The phosphorylated and/or sulfated structure of the carbohydrate-protein-linkage region isolated from chondroitin sulfate in the hybrid proteoglycans of Engelbreth-Holm-Swarm mouse tumor.

The structure of the linkage region of chondroitin sulfate chains attached to the hybrid proteoglycans of the Engelbreth-Holm-Swarm mouse tumor was investigated. The peptidoglycan fraction which contains oversulfated chondroitin sulfate rich in the GlcA beta 1-3GalNAc-4,6-diO-sulfate unit and undersulfated heparan sulfate rich in GlcA beta 1-4GlcNAc and GlcA beta 1-4GlcN-2N-sulfate units was isolated after exhaustive protease digestion of the acetone powder of the tumor tissue, (GlcA, glucuronic acid; GalNAc, 2-deoxy-2-N-acetylamino-D-galactose).

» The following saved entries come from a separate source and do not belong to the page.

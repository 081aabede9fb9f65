use super::capture::frame_capture_path;
use super::timer::Delay;
use crate::config::SequenceConfig;
use crate::error::Result;
use crate::traits::FrameHost;

/// Stages of a sequenced render run
#[derive(Debug, Clone, Copy, PartialEq, Eq)]
pub enum SequencerState {
    /// Not started
    Idle,
    /// Initial delay before the first frame
    WarmUp,
    /// Next tick dispatches a frame
    Dispatching,
    /// Next tick captures the displayed frame
    Capturing,
    /// Delay after a capture
    PostCapture,
    /// Next tick publishes the frame
    Advancing,
    /// Delay between frames
    Waiting,
    /// All frames produced
    Done,
    /// Stopped before completion
    Cancelled,
}

impl SequencerState {
    fn is_suspended(self) -> bool {
        matches!(
            self,
            SequencerState::WarmUp | SequencerState::PostCapture | SequencerState::Waiting
        )
    }
}

/// Produces exactly `max_render_count` frames, driven by host ticks
///
/// Each call to [`tick`](Self::tick) runs stages until it reaches a pending
/// suspension or has dispatched one frame, so the host presents every frame
/// before the next one is produced.
pub struct RenderSequencer {
    config: SequenceConfig,
    state: SequencerState,
    suspension: Delay,
    frame: u32,
}

impl RenderSequencer {
    pub fn new(config: SequenceConfig) -> Self {
        Self {
            config,
            state: SequencerState::Idle,
            suspension: Delay::new(),
            frame: 0,
        }
    }

    pub fn config(&self) -> &SequenceConfig {
        &self.config
    }

    pub fn state(&self) -> SequencerState {
        self.state
    }

    /// Frames dispatched and published so far in this run
    pub fn frames_completed(&self) -> u32 {
        self.frame
    }

    pub fn is_running(&self) -> bool {
        !matches!(
            self.state,
            SequencerState::Idle | SequencerState::Done | SequencerState::Cancelled
        )
    }

    /// Seconds until the pending suspension elapses
    pub fn time_until_resume(&self) -> f32 {
        if self.state.is_suspended() {
            self.suspension.remaining()
        } else {
            0.0
        }
    }

    /// Begin a new run; ignored while a run is in progress
    pub fn start(&mut self) {
        if self.is_running() {
            log::warn!("Render sequence already running, start ignored");
            return;
        }

        log::info!(
            "Starting render sequence: {} frames, {:.2}s warm-up, record={}",
            self.config.max_render_count,
            self.config.warm_up_delay,
            self.config.record
        );
        self.frame = 0;
        if self.config.max_render_count == 0 {
            self.state = SequencerState::Done;
            return;
        }
        self.suspension.arm(self.config.warm_up_delay);
        self.state = SequencerState::WarmUp;
    }

    /// Stop immediately and release the host's resources
    pub fn cancel<H: FrameHost>(&mut self, host: &mut H) {
        if self.state == SequencerState::Cancelled {
            return;
        }
        log::info!("Render sequence cancelled after {} frames", self.frame);
        self.abort(host);
    }

    fn abort<H: FrameHost>(&mut self, host: &mut H) {
        self.suspension.disarm();
        self.state = SequencerState::Cancelled;
        host.release_resources();
    }

    /// Advance by `delta` seconds
    pub fn tick<H: FrameHost>(&mut self, delta: f32, host: &mut H) -> Result<SequencerState> {
        match self.run_stages(delta, host) {
            Ok(()) => Ok(self.state),
            Err(e) => {
                log::error!("Render sequence failed at frame {}: {}", self.frame, e);
                self.abort(host);
                Err(e)
            }
        }
    }

    fn run_stages<H: FrameHost>(&mut self, mut delta: f32, host: &mut H) -> Result<()> {
        let mut dispatched = false;

        loop {
            match self.state {
                SequencerState::Idle | SequencerState::Done | SequencerState::Cancelled => {
                    return Ok(());
                }
                SequencerState::WarmUp | SequencerState::PostCapture | SequencerState::Waiting => {
                    if !self.suspension.advance(delta) {
                        return Ok(());
                    }
                    delta = 0.0;
                    self.state = match self.state {
                        SequencerState::PostCapture => SequencerState::Advancing,
                        _ => SequencerState::Dispatching,
                    };
                }
                SequencerState::Dispatching => {
                    if dispatched {
                        return Ok(());
                    }
                    host.mark_scene_dirty();
                    host.render_frame()?;
                    dispatched = true;
                    self.state = if self.config.record {
                        SequencerState::Capturing
                    } else {
                        SequencerState::Advancing
                    };
                }
                SequencerState::Capturing => {
                    let path = frame_capture_path(&self.config.capture_dir, self.frame);
                    host.capture_frame(&path)?;
                    if self.config.post_capture_delay > 0.0 {
                        self.suspension.arm(self.config.post_capture_delay);
                        self.state = SequencerState::PostCapture;
                    } else {
                        self.state = SequencerState::Advancing;
                    }
                }
                SequencerState::Advancing => {
                    host.publish_frame(self.frame);
                    self.frame += 1;
                    log::debug!("Frame {} of {} complete", self.frame, self.config.max_render_count);

                    if self.frame >= self.config.max_render_count {
                        log::info!("Render sequence done: {} frames", self.frame);
                        self.state = SequencerState::Done;
                    } else {
                        self.suspension.arm(self.config.frame_render_delay);
                        self.state = SequencerState::Waiting;
                    }
                }
            }
        }
    }
}
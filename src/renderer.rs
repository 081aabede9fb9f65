use std::path::Path;
use std::time::Instant;

use glam::{Vec2, Vec3, Vec4};
use rand::rngs::StdRng;
use rand::{Rng, SeedableRng};

use crate::config::{LightConfig, TracerConfig};
use crate::core::accumulation::AccumulationController;
use crate::core::buffers::{BufferId, SceneBufferManager};
use crate::core::events::{FrameEventBus, SubscriptionId};
use crate::core::kernel::{KernelBindings, KernelParams, KernelSlot};
use crate::error::{Result, TracerError};
use crate::scene::{self, SceneState, SceneSummary};
use crate::traits::{FrameHost, RenderDevice};

/// Progressive path tracer orchestrating scene upload, dispatch and accumulation
///
/// Constructed once and passed by reference to whatever drives it; scene
/// setup registers entities and frame subscribers through it.
pub struct PathTracer<D: RenderDevice> {
    device: D,
    buffers: SceneBufferManager<D::Buffer>,
    accumulation: AccumulationController<D::Target>,
    scene: SceneState,
    events: FrameEventBus<SceneState>,
    light: Vec4,
    viewport: (u32, u32),
    rng: StdRng,
    started: Instant,
    frames_rendered: u64,
}

impl<D: RenderDevice> PathTracer<D> {
    pub fn new(device: D, config: &TracerConfig) -> Self {
        Self {
            device,
            buffers: SceneBufferManager::new(),
            accumulation: AccumulationController::new(config.accumulation),
            scene: SceneState::new(config),
            events: FrameEventBus::new(),
            light: directional_light(&config.light),
            viewport: (config.width.max(1), config.height.max(1)),
            rng: StdRng::seed_from_u64(config.spheres.seed),
            started: Instant::now(),
            frames_rendered: 0,
        }
    }

    /// Register the configured scene content and its animators
    pub fn populate_scene(&mut self, config: &TracerConfig) -> Result<SceneSummary> {
        scene::populate(&mut self.scene, &mut self.events, config)
    }

    pub fn device(&self) -> &D {
        &self.device
    }

    pub fn scene(&self) -> &SceneState {
        &self.scene
    }

    pub fn scene_mut(&mut self) -> &mut SceneState {
        &mut self.scene
    }

    pub fn buffers(&self) -> &SceneBufferManager<D::Buffer> {
        &self.buffers
    }

    pub fn accumulation(&self) -> &AccumulationController<D::Target> {
        &self.accumulation
    }

    pub fn sample_count(&self) -> u32 {
        self.accumulation.sample_count()
    }

    pub fn frames_rendered(&self) -> u64 {
        self.frames_rendered
    }

    pub fn viewport(&self) -> (u32, u32) {
        self.viewport
    }

    /// Register a frame-rendered handler
    pub fn subscribe<F>(&mut self, handler: F) -> SubscriptionId
    where
        F: FnMut(u32, &mut SceneState) + 'static,
    {
        self.events.subscribe(handler)
    }

    pub fn unsubscribe(&mut self, id: SubscriptionId) -> bool {
        self.events.unsubscribe(id)
    }

    /// Targets are recreated on the next frame; zero sizes are ignored
    pub fn resize(&mut self, width: u32, height: u32) {
        if width == 0 || height == 0 {
            return;
        }
        self.viewport = (width, height);
    }

    pub fn set_accumulation(&mut self, enabled: bool) {
        self.accumulation.set_enabled(enabled);
    }

    /// Target the display pass should present
    pub fn current_target(&self) -> Option<&D::Target> {
        self.accumulation.current_target()
    }

    /// Rebuild, upload, bind, dispatch and accumulate one frame
    pub fn render_frame(&mut self) -> Result<()> {
        let (width, height) = self.viewport;
        self.accumulation.ensure_targets(&self.device, width, height);

        if self.scene.camera.take_changed() && self.accumulation.is_enabled() {
            self.accumulation.invalidate();
        }

        if self.scene.registry.rebuild(&mut self.accumulation) {
            let flat = self.scene.registry.flattened();
            self.buffers
                .upload(&self.device, BufferId::MeshObjects, &flat.mesh_objects);
            self.buffers.upload(&self.device, BufferId::Vertices, &flat.vertices);
            self.buffers.upload(&self.device, BufferId::Indices, &flat.indices);
        }

        // Dynamic spheres move every frame
        let spheres = self.scene.registry.spheres();
        self.buffers.upload(&self.device, BufferId::Spheres, &spheres);

        let params = self.kernel_params(spheres.len());

        let mut bindings = KernelBindings::new();
        self.buffers.bind(&mut bindings, KernelSlot::Spheres, BufferId::Spheres);
        self.buffers
            .bind(&mut bindings, KernelSlot::MeshObjects, BufferId::MeshObjects);
        self.buffers.bind(&mut bindings, KernelSlot::Vertices, BufferId::Vertices);
        self.buffers.bind(&mut bindings, KernelSlot::Indices, BufferId::Indices);

        let target = self
            .accumulation
            .working_target()
            .ok_or_else(|| TracerError::Gpu("no working target to dispatch into".to_string()))?;
        self.device.dispatch(&params, &bindings, target)?;

        if self.accumulation.is_enabled() {
            self.accumulation.advance(&self.device);
        }

        self.frames_rendered += 1;
        Ok(())
    }

    fn kernel_params(&mut self, sphere_count: usize) -> KernelParams {
        let (width, height) = self.viewport;
        let camera = &self.scene.camera;

        let pixel_offset = if self.accumulation.is_enabled() {
            Vec2::new(self.rng.gen::<f32>() / 2.0, self.rng.gen::<f32>() / 2.0)
        } else {
            Vec2::splat(0.5)
        };
        let seed = self.rng.gen::<f32>();

        KernelParams::new(
            camera.camera_to_world(),
            camera.inverse_projection(width as f32 / height as f32),
            self.light,
        )
        .with_pixel_offset(pixel_offset)
        .with_time(self.started.elapsed().as_secs_f32(), seed)
        .with_counts(sphere_count, self.scene.registry.flattened().mesh_objects.len())
    }

    /// Write the displayed target to `path`
    pub fn capture(&self, path: &Path) -> Result<()> {
        let target = self
            .accumulation
            .current_target()
            .ok_or_else(|| TracerError::Capture("nothing has been rendered yet".to_string()))?;
        self.device.capture(target, path)
    }

    /// Notify subscribers that `frame` is done
    pub fn publish(&mut self, frame: u32) {
        self.events.publish(frame, &mut self.scene);
    }

    /// Release scene buffers and render targets
    ///
    /// The registry is dirtied so a later frame uploads the mesh pools again.
    pub fn release(&mut self) {
        self.buffers.release_all(&self.device);
        self.accumulation.release(&self.device);
        self.scene.registry.mark_dirty();
    }
}

impl<D: RenderDevice> FrameHost for PathTracer<D> {
    fn mark_scene_dirty(&mut self) {
        self.scene.registry.mark_dirty();
    }

    fn render_frame(&mut self) -> Result<()> {
        PathTracer::render_frame(self)
    }

    fn capture_frame(&mut self, path: &Path) -> Result<()> {
        self.capture(path)
    }

    fn publish_frame(&mut self, frame: u32) {
        self.publish(frame);
    }

    fn release_resources(&mut self) {
        log::info!("Releasing tracer resources");
        self.release();
    }
}

impl<D: RenderDevice> Drop for PathTracer<D> {
    fn drop(&mut self) {
        self.release();
    }
}

/// Normalised light direction in xyz, intensity in w
fn directional_light(light: &LightConfig) -> Vec4 {
    Vec3::from_array(light.direction)
        .normalize_or(Vec3::NEG_Y)
        .extend(light.intensity)
}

Glycosaminoglycans were released by beta-elimination using NaB3H4 and digested with chondroitinase ABC. The linkage region fraction was separated from heparan sulfate by gel filtration and fractionated by HPLC on an amine-bound silica column. Six radiolabeled compounds (L1-L6) were obtained and structurally analyzed by cochromatography with authentic hexasaccharide alditols recently isolated by us from the linkage region, and by digestion using chondroitinase ACII, alkaline phosphatase and beta-galactosidase in conjugation with HPLC. These compounds shared the conventional hexasaccharide backbone structure: delta GlcA beta 1-3GalNAc beta 1-4GlcA beta 1-3Gal beta 1-3Gal beta 1-4Xyl-ol, (delta GlcA, delta 4.5-GlcA or D-gluco-4-enepyranosyluronic acid). L1 was not sulfated or phosphorylated. L2 and L4 were monosulfated at C-6 and C-4 of the GalNAc residue, respectively. Upon alkaline phosphatase digestion, L3, L5 and L6 were converted to L1, L2 and L4, respectively. Analysis of the periodate oxidation products indicated that the phosphate group in L3, L5 and L6 is located at C-2 of Xyl-ol. These results suggest that Xyl-2-O-phosphate is associated with both 4-O-sulfated and 6-O-sulfated GalNAc units and does not directly determine the sulfation pattern of chondroitin sulfate.